At least 200 people ran through streets in Oakland, California, spraying walls, billboards and bus stops with graffiti and smashing storefront windows, before they were confronted by police near City Hall.

In San Diego, about 300 protesters with a heavy police escort marched peacefully through the City Heights district chanting, “Ferguson, we’ve got your back”.

 

TROOPS DEPLOYED AMID RACIAL TENSIONS

In and around Ferguson, around 2, 200 National Guard troops called out by Missouri Governor Jay Nixon were backing up local police.

“The ramped-up presence and action of the Missouri National Guard has been helpful, ” Nixon said on Wednesday after facing criticism for not deploying enough troops in the immediate hours after the grand jury’s decision was announced Monday evening.

The United States’ first black president, Barack Obama, made cautious comments immediately after the Ferguson shooting, but on Monday said that deep distrust existed between police and minorities and that “communities of color aren’t just making these problems up.”

St. Louis police said three people were arrested at a protest near City Hall on Wednesday in which activists staged a mock trial of Wilson.

Sixty-three percent of Ferguson’s 21, 000 residents are African-American and 34 percent white, according to 2010 U.S. Census data.
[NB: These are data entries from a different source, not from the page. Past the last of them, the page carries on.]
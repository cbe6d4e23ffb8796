#![allow(unreachable_pub)]

//! # Macros
//!
//! Procedural macros shared across the accounts workspace.
//!
//! Only the error-enum attribute lives here for now; every crate in the workspace declares
//! its error type with it so that contextual messages and `?` conversions behave the same
//! everywhere.

mod error;

use proc_macro::TokenStream;
use syn::{DeriveInput, parse_macro_input};

/// Declares a crate-level error enum.
///
/// # Generated items
///
/// * `#[derive(Debug, thiserror::Error)]` unless already derived.
/// * A companion `<Name>Ext<T>` trait adding `.context(..)` to `Result<T, Name>` and to
///   `Result<T, Source>` for every variant that wraps a source error.
/// * `From<Source>` for every variant with a source field (except `Internal`).
/// * `From<&'static str>` and `From<String>` when an `Internal` variant exists.
/// * A private `format_context` helper used by the `#[error(..)]` strings.
///
/// # Requirements
///
/// * Every variant uses named fields.
/// * A variant with a source (a field named `source`, or marked `#[source]` / `#[from]`)
///   also carries `context: Option<Cow<'static, str>>`.
/// * One annotated enum per module (the helper function is module-scoped).
///
/// # Example
///
/// ```rust,ignore
/// use std::borrow::Cow;
///
/// #[accounts_derive::accounts_error]
/// pub enum StorageError {
///     #[error("Query failed{}: {source}", format_context(.context))]
///     Query { source: std::io::Error, context: Option<Cow<'static, str>> },
///
///     #[error("Internal storage error{}: {message}", format_context(.context))]
///     Internal { message: Cow<'static, str>, context: Option<Cow<'static, str>> },
/// }
///
/// fn load() -> Result<(), StorageError> {
///     std::fs::read("users.json").context("Reading user snapshot")?;
///     Err("snapshot is empty".into())
/// }
/// ```
#[proc_macro_attribute]
pub fn accounts_error(_args: TokenStream, item: TokenStream) -> TokenStream {
    let input = parse_macro_input!(item as DeriveInput);
    error::expand(input).unwrap_or_else(syn::Error::into_compile_error).into()
}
Ferguson’s mayor, James Knowles, is white, as are most of its city council members.

A 2013 state attorney general’s report found more than 85 percent of motorists pulled over in the city were black, and the arrest rate for black people was twice that for white people.

The Justice Department has been investigating whether to bring federal civil rights charges against Wilson and the Ferguson police department.

“The sad fact is that it brings up issues that we’ve been struggling with in this country for a long, long time, ” said Matthew Green, an associate professor of politics at the Catholic University of America.